# Poisonbike Cup 2011



## lsg-racing (11. September 2010)

Die vorläufigen Termine für 2011:

30. Januar Ochtendung
20. Februar Adenau
13. März Kottenheim
20. März Büchel
03. April Boos


----------



## Reiler (11. September 2010)

mal sehen ob die ersten beiden dates nicht wieder gecancelt werden...

hat jemand vitamin B zu petrus? ;-)


----------



## MTB-News.de




----------



## [email protected] (11. September 2010)
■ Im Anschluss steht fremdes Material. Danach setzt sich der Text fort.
use std::path::PathBuf;

use clap::{Parser, Subcommand};
use media_engine_types::LoopMode;

#[derive(Parser, Debug)]
#[command(name = "media-engine", version)]
pub struct Args {
    #[command(subcommand)]
    pub cmd: Command,

    /// TOML config file
    #[arg(long, global = true)]
    pub config: Option<PathBuf>,

    /// Extra library directory for local search (repeatable)
    #[arg(long = "library", global = true)]
    pub library_dirs: Vec<PathBuf>,
}

#[derive(Subcommand, Debug)]
pub enum Command {
    /// Queue local files or http(s) URLs and play them through the simulated sink
    Play {
        /// Files or URLs, in queue order
        #[arg(required = true)]
        sources: Vec<String>,

        /// Loop mode: off, one or all
        #[arg(long = "loop", default_value = "off")]
        loop_mode: LoopMode,

        #[arg(long)]
        shuffle: bool,

        /// Shuffle seed, for reproducible order
        #[arg(long)]
        seed: Option<u64>,

        /// Initial volume (0.0 - 1.0)
        #[arg(long)]
        volume: Option<f32>,

        /// Playback speed (0.5 - 2.0)
        #[arg(long)]
        rate: Option<f32>,
    },

    /// List registered plugins and their status
    Plugins,

    /// Search every enabled search plugin
    Search {
        query: String,

        #[arg(long, default_value_t = 20)]
        limit: usize,
    },

    /// Print lyrics for a file or URL
    Lyrics {
        source: String,

        /// Mark the line showing at this position (ms)
        #[arg(long)]
        at: Option<u64>,
    },
}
30 Januar ist aber zieeeemlich früh...


----------



## lsg-racing (12. September 2010)

soll ja auch wieder das sein, was es ursprünglich mal war: eine Winterserie


----------



## fix94 (12. September 2010)

Cool freu mich


----------



## Reiler (12. September 2010)

lsg-racing schrieb:


> soll ja auch wieder das sein, was es ursprünglich mal war: eine Winterserie



wäre zu wünschen!


----------



## lsg-racing (25. November 2010)

Die vorläufigen Termine wurden gestern bestätigt und finden wie oben aufgeführt statt.
In den kommenden Tagen wird die Ausschreibung aktualisiert und Anfang Dezember wird die Anmeldung freigeschaltet.
Und bald kann's dann los gehn.....


----------



## lsg-racing (3. Dezember 2010)

Anmeldung ist freigeschaltet, Ausschreibung aktualisiert!


----------



## lsg-racing (25. Januar 2011)

Sonntag geht's endlich wieder los


----------



## madmaxmatt (30. Januar 2011)

Und? Ergebnisse von Ochtendung?


----------



## dontheogl (31. Januar 2011)

So, war wie immer ein sehr netter Event, auch wenn es Schweinekalt war da oben! 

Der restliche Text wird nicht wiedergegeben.